Ensemble of classifiers: The co-tracking algorithm [139] trains multiple SVM classifiers using different feature types and combines their tracking results to achieve robust tracking. A set of random ferns is adopted to explore comparative features in [1]. Visual tracker sampler [148] incorporates a process of sampling trackers into the framework of particle filtering [18], without differentiating the trackers. Randomised ensemble trackers [149] consider the weights of classifiers as a non-stationary distribution. Three Struck [59] based trackers with different features [150] are combined to select the best tracking result among the three forward trackers. In [151], several online SVM algorithms are used as the base classifiers and a minimum entropy criterion is designed to evaluate the members. Multi-expert trackers: In [152], the Lucas-Kanade (LK) [17] method and one random forest based classifier are combined for target tracking. Similar to [152], Yan et al. [153] design an ensemble framework for the optimal selection of
detectors and trackers to do multi-target tracking. Recently, a complex system with multiple components [154]: a short-term Integrated Correlation Filter (ICF) processing, a short-term key points processing, a long-term memory updating, an output controller and a ICF updater, is proposed to produce sensitive and stable responses to complex situations.

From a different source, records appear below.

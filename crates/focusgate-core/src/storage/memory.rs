//! In-process key-value store.

use std::collections::HashMap;
use std::sync::atomic::{AtomicBool, Ordering};
use std::sync::{Arc, Mutex};

use serde_json::{Map, Value};

use super::PersistentStore;
use crate::error::StoreError;

/// A [`PersistentStore`] kept in memory. Clones share the same contents.
///
/// Writes can be made to fail on demand to exercise the store-unavailable
/// path.
#[derive(Debug, Clone, Default)]
pub struct MemoryStore {
    entries: Arc<Mutex<HashMap<String, Value>>>,
    fail_writes: Arc<AtomicBool>,
}

impl MemoryStore {
    pub fn new() -> Self {
        Self::default()
    }

    /// Seed the store, e.g. with a snapshot written by an earlier process.
    pub fn with_entries(entries: Map<String, Value>) -> Self {
        let store = Self::default();
        if let Ok(mut map) = store.entries.lock() {
            map.extend(entries);
        }
        store
    }

    pub fn set_fail_writes(&self, fail: bool) {
        self.fail_writes.store(fail, Ordering::SeqCst);
    }

    /// Read a single key synchronously.
    pub fn peek(&self, key: &str) -> Option<Value> {
        self.entries.lock().ok()?.get(key).cloned()
    }

    pub fn len(&self) -> usize {
        self.entries.lock().map(|map| map.len()).unwrap_or_default()
    }

    pub fn is_empty(&self) -> bool {
        self.len() == 0
    }
}

impl PersistentStore for MemoryStore {
    async fn get(&self, keys: &[&str]) -> Result<Map<String, Value>, StoreError> {
        let map = self
            .entries
            .lock()
            .map_err(|e| StoreError::Unavailable(e.to_string()))?;
        Ok(keys
            .iter()
            .filter_map(|key| map.get(*key).map(|v| (key.to_string(), v.clone())))
            .collect())
    }

    async fn set(&self, entries: Map<String, Value>) -> Result<(), StoreError> {
        if self.fail_writes.load(Ordering::SeqCst) {
            return Err(StoreError::Unavailable("writes disabled".into()));
        }
        let mut map = self
            .entries
            .lock()
            .map_err(|e| StoreError::Unavailable(e.to_string()))?;
        map.extend(entries);
        Ok(())
    }
}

All these methods require various updating schemes to capture the continuous deformations of the objects. As a consequence, they tend to drift by incorporating wrong information. To avoid the drifting, diverse strategies are adopted, such as: different update rates [155], data-independent knowledge [138] and selectively updating the parts [156]. However, the essential reason why drifting occurs is that classical trackers have not considered the object tracking as a “concept drift” problem and tried to solve different challenges by only one super-power model. In fact, the differences between various challenges are very large. Thus, we can see the limitation of the classical trackers comes from the basic i.i.d. assumption in machine learning, on which most of tracking-by-detection methods depend. The drifting problem is not very obvious and can be partially solved by the classical methods in short sequences but it is still quite difficult for the long-term tracking [144]. In the tracking-by-detection methods, recovering from drift may also prove a useful way to make tracking robust but the update of wrong information will destroy the structure of the classifier.